* _Record excerpts_:
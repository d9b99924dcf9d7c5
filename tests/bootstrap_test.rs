//! ロケール初期化の結合テスト

#![allow(clippy::unwrap_used)]
#![allow(missing_docs)]

use std::fs;

use googletest::prelude::*;
use i18n_bootstrap::LocaleBootstrapper;
use i18n_bootstrap::config::{
    CONFIG_FILE_NAME,
    ConfigError,
};
use i18n_bootstrap::environment::{
    ClientEnvironment,
    Environment,
    ServerEnvironment,
};
use i18n_bootstrap::storage::{
    FileStorage,
    MemoryStorage,
    PreferenceStorage,
    StorageError,
};
use i18n_bootstrap::types::I18nConfig;
use rstest::rstest;
use tempfile::TempDir;

#[googletest::test]
fn browser_with_thai_preference_configures_thai() {
    let env = ClientEnvironment::new(MemoryStorage::with_items([("locale", "th")]));

    let config = LocaleBootstrapper::default().config(&env);

    expect_that!(
        config,
        eq(&I18nConfig { fallback_locale: "en".into(), initial_locale: "th".into() })
    );
}

/// Headless context that nevertheless carries storage content.
struct HeadlessWithStorage(MemoryStorage);

impl Environment for HeadlessWithStorage {
    fn is_browser(&self) -> bool {
        false
    }

    fn read_preference(&self, key: &str) -> Result<Option<String>, StorageError> {
        self.0.get_item(key)
    }
}

#[rstest]
#[case(MemoryStorage::new())]
#[case(MemoryStorage::with_items([("locale", "th")]))]
#[case(MemoryStorage::with_items([("locale", "fr")]))]
fn non_browser_always_configures_english(#[case] storage: MemoryStorage) {
    let expected = I18nConfig { fallback_locale: "en".into(), initial_locale: "en".into() };

    assert_eq!(LocaleBootstrapper::default().config(&HeadlessWithStorage(storage)), expected);
    assert_eq!(LocaleBootstrapper::default().config(&ServerEnvironment), expected);
}

#[tokio::test]
async fn stale_preference_resolves_through_english() {
    let env = ClientEnvironment::new(MemoryStorage::with_items([("locale", "fr")]));

    let runtime = LocaleBootstrapper::default().bootstrap(&env).await;

    assert_eq!(runtime.current_locale(), Some("fr".into()));
    assert_eq!(runtime.translate("settings.language"), "Language");
}

#[tokio::test]
async fn switching_locale_through_handle_updates_translations() {
    let runtime = LocaleBootstrapper::default().bootstrap(&ServerEnvironment).await;
    let handle = runtime.locale();
    assert_eq!(runtime.translate("nav.settings"), "Settings");

    handle.set("th").await.unwrap();

    assert_eq!(handle.get(), Some("th".into()));
    assert_eq!(runtime.translate("nav.settings"), "การตั้งค่า");
}

#[tokio::test]
async fn project_settings_and_file_preferences() {
    let temp_dir = TempDir::new().unwrap();
    fs::write(
        temp_dir.path().join(CONFIG_FILE_NAME),
        r#"{"storageKey": "lang", "preferencesFile": "state/prefs.json"}"#,
    )
    .unwrap();
    let storage = FileStorage::new(temp_dir.path().join("state/prefs.json"));
    storage.set_item("lang", "th").unwrap();

    let bootstrapper = LocaleBootstrapper::from_project(temp_dir.path()).unwrap();
    let preferences_file = bootstrapper.settings().preferences_file.clone().unwrap();
    let env = ClientEnvironment::new(FileStorage::new(preferences_file));

    let runtime = bootstrapper.bootstrap(&env).await;

    assert_eq!(runtime.current_locale(), Some("th".into()));
    assert_eq!(runtime.translate("app.title"), "ยินดีต้อนรับ");
}

#[rstest]
fn invalid_project_settings_are_rejected() {
    let temp_dir = TempDir::new().unwrap();
    fs::write(temp_dir.path().join(CONFIG_FILE_NAME), r#"{"locales": ["en", "fr"]}"#).unwrap();

    let result = LocaleBootstrapper::from_project(temp_dir.path());

    assert!(matches!(result, Err(ConfigError::ValidationErrors(_))));
}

* _Work task_:
Starting with the first record, copy everything through the final one exactly.

* _Response area_:
repository d9b99924dcf9d7c5
filename tests/bootstrap_test.rs
//! ロケール初期化の結合テスト

#![allow(clippy::unwrap_used)]
#![allow(missing_docs)]

use std::fs;

use googletest::prelude::*;
use i18n_bootstrap::LocaleBootstrapper;
use i18n_bootstrap::config::{
    CONFIG_FILE_NAME,
    ConfigError,
};
use i18n_bootstrap::environment::{
    ClientEnvironment,
    Environment,
    ServerEnvironment,
};
use i18n_bootstrap::storage::{
    FileStorage,
    MemoryStorage,
    PreferenceStorage,
    StorageError,
};
use i18n_bootstrap::types::I18nConfig;
use rstest::rstest;
use tempfile::TempDir;

#[googletest::test]
fn browser_with_thai_preference_configures_thai() {
    let env = ClientEnvironment::new(MemoryStorage::with_items([("locale", "th")]));

    let config = LocaleBootstrapper::default().config(&env);

    expect_that!(
        config,
        eq(&I18nConfig { fallback_locale: "en".into(), initial_locale: "th".into() })
    );
}

/// Headless context that nevertheless carries storage content.
struct HeadlessWithStorage(MemoryStorage);

impl Environment for HeadlessWithStorage {
    fn is_browser(&self) -> bool {
        false
    }

    fn read_preference(&self, key: &str) -> Result<Option<String>, StorageError> {
        self.0.get_item(key)
    }
}

#[rstest]
#[case(MemoryStorage::new())]
#[case(MemoryStorage::with_items([("locale", "th")]))]
#[case(MemoryStorage::with_items([("locale", "fr")]))]
fn non_browser_always_configures_english(#[case] storage: MemoryStorage) {
    let expected = I18nConfig { fallback_locale: "en".into(), initial_locale: "en".into() };

    assert_eq!(LocaleBootstrapper::default().config(&HeadlessWithStorage(storage)), expected);
    assert_eq!(LocaleBootstrapper::default().config(&ServerEnvironment), expected);
}

#[tokio::test]
async fn stale_preference_resolves_through_english() {
    let env = ClientEnvironment::new(MemoryStorage::with_items([("locale", "fr")]));

    let runtime = LocaleBootstrapper::default().bootstrap(&env).await;

    assert_eq!(runtime.current_locale(), Some("fr".into()));
    assert_eq!(runtime.translate("settings.language"), "Language");
}

#[tokio::test]
async fn switching_locale_through_handle_updates_translations() {
    let runtime = LocaleBootstrapper::default().bootstrap(&ServerEnvironment).await;
    let handle = runtime.locale();
    assert_eq!(runtime.translate("nav.settings"), "Settings");

    handle.set("th").await.unwrap();

    assert_eq!(handle.get(), Some("th".into()));
    assert_eq!(runtime.translate("nav.settings"), "การตั้งค่า");
}

#[tokio::test]
async fn project_settings_and_file_preferences() {
    let temp_dir = TempDir::new().unwrap();
    fs::write(
        temp_dir.path().join(CONFIG_FILE_NAME),
        r#"{"storageKey": "lang", "preferencesFile": "state/prefs.json"}"#,
    )
    .unwrap();
    let storage = FileStorage::new(temp_dir.path().join("state/prefs.json"));
    storage.set_item("lang", "th").unwrap();

    let bootstrapper = LocaleBootstrapper::from_project(temp_dir.path()).unwrap();
    let preferences_file = bootstrapper.settings().preferences_file.clone().unwrap();
    let env = ClientEnvironment::new(FileStorage::new(preferences_file));

    let runtime = bootstrapper.bootstrap(&env).await;

    assert_eq!(runtime.current_locale(), Some("th".into()));
    assert_eq!(runtime.translate("app.title"), "ยินดีต้อนรับ");
}

#[rstest]
fn invalid_project_settings_are_rejected() {
    let temp_dir = TempDir::new().unwrap();
    fs::write(temp_dir.path().join(CONFIG_FILE_NAME), r#"{"locales": ["en", "fr"]}"#).unwrap();

    let result = LocaleBootstrapper::from_project(temp_dir.path());

    assert!(matches!(result, Err(ConfigError::ValidationErrors(_))));
}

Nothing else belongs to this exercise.